If you use reflections, you can see that Foo extends Iterable<String> but if you have a Bar<String> this is just a Bar at runtime due to type erasure and all you see is that Bar extends Iterable<T>

If you have a generic type which is parameterised, this is not recorded anywhere as it has no action at runtime. If you need this type, you need save it as an additional field.

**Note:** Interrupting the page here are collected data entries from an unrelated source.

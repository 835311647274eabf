//! Rotary encoder gesture source
//!
//! Rotation is edge triggered: the encoder driver notifies the tracker on
//! every position change, usually from interrupt context. The tracker turns
//! each change into a single `Increase` or `Decrease` and queues it for the
//! gesture task, which drains the queue on its next tick.

use embassy_sync::blocking_mutex::raw::CriticalSectionRawMutex;
use embassy_sync::channel::Channel;
use portable_atomic::{AtomicI32, AtomicU32, Ordering};
use statusknob_hal::RotaryListener;

use super::events::Gesture;

/// Default depth of the rotation queue
pub const ROTARY_QUEUE_DEPTH: usize = 8;

/// Converts encoder position changes into queued gestures
pub struct RotaryTracker<const N: usize = ROTARY_QUEUE_DEPTH> {
    previous: AtomicI32,
    queue: Channel<CriticalSectionRawMutex, Gesture, N>,
    dropped: AtomicU32,
}

impl<const N: usize> RotaryTracker<N> {
    /// Create a tracker starting from the encoder's current position
    pub const fn new(initial_position: i32) -> Self {
        Self {
            previous: AtomicI32::new(initial_position),
            queue: Channel::new(),
            dropped: AtomicU32::new(0),
        }
    }

    /// Take the oldest queued rotation gesture
    pub fn try_next(&self) -> Option<Gesture> {
        self.queue.try_receive().ok()
    }

    /// Number of gestures dropped on a full queue since the last call
    pub fn take_dropped(&self) -> u32 {
        self.dropped.swap(0, Ordering::Relaxed)
    }
}

impl<const N: usize> RotaryListener for RotaryTracker<N> {
    fn on_change(&self, position: i32) {
        let previous = self.previous.swap(position, Ordering::Relaxed);
        let gesture = match position.cmp(&previous) {
            core::cmp::Ordering::Greater => Gesture::Increase,
            core::cmp::Ordering::Less => Gesture::Decrease,
            core::cmp::Ordering::Equal => return,
        };

        if self.queue.try_send(gesture).is_err() {
            self.dropped.fetch_add(1, Ordering::Relaxed);
        }
    }
}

e.g. There is a class Collections.CheckedMap which checks the types at runtime and it starts like this

private static class CheckedMap<K,V>
    implements Map<K,V>, Serializable
{
    private static final long serialVersionUID = 5742860141034234728L;

    private final Map<K, V> m;
    final Class<K> keyType;
    final Class<V> valueType;

3 Comments

This is simply not true. I am using reflection to read the return type of a method which will contain the complete type, including the applied type parameters, in the form of a ParameterizedType.
@SoftMemes You can only read types which are burnt into the class information, not types which are created at runtime.
Peter wrote that is not recommend so it it possible, but that is not the case with reflection. Beside what is the difference when you pass the generic arguments and method arguments ?
0

Here is an example of using ParameterizedType

import java.lang.reflect.*;

public class Foo {

  static class Bar<T> {

  }
  static class SubBar extends Bar<Integer> {

  }

  public static void main(String argv[]) {

    ParameterizedType pt = (ParameterizedType)SubBar.class.getGenericSuperclass();
    Type[] t = pt.getActualTypeArguments();

    for (int i=0;i<t.length;i++) {

       System.out.println(t[i]);
    }
  }
}

3 Comments

Two issues with this. First of all it does base classes rather than interfaces, for my case I need an interface. Second of all it wouldn't give me the correct answer when SubBar also have type parameters passed on (potentially inside other types).
Type[] genericInterfaces = BarFoo.class.getGenericInterfaces(); for (Type genericInterface : genericInterfaces) { if (genericInterface instanceof ParameterizedType) { Type[] genericTypes = ((ParameterizedType) genericInterface).getActualTypeArguments(); for (Type genericType : genericTypes) { System.out.println("Generic type: " + genericType); } }
Still not actually applying the type parameters in the case where they are passed on. This would end up with an unresolved TypeVariable.
0
import java.lang.reflect.ParameterizedType;
import java.lang.reflect.Type;
import java.util.Iterator;

public class Dummy implements Iterable<Integer> {

    public static void main(String args[]) throws Exception {

        Dummy d = new Dummy();

        Type[] genericInterfaces = Dummy.class.getGenericInterfaces();

        for (Type genericInterface : genericInterfaces) {
            if (genericInterface instanceof ParameterizedType) {
                Type[] genericTypes = ((ParameterizedType) genericInterface).getActualTypeArguments();

                for (Type genericType : genericTypes) {

                    System.out.println("Generic type: " + genericType);
                }
            }
    }
    }

    @Override
    public Iterator<Integer> iterator() {
        // TODO Auto-generated method stub
        return null;
    }

}

1 Comment

Now try that on the Type returned via reflection on a method returning Bar<String> as declared in my example above.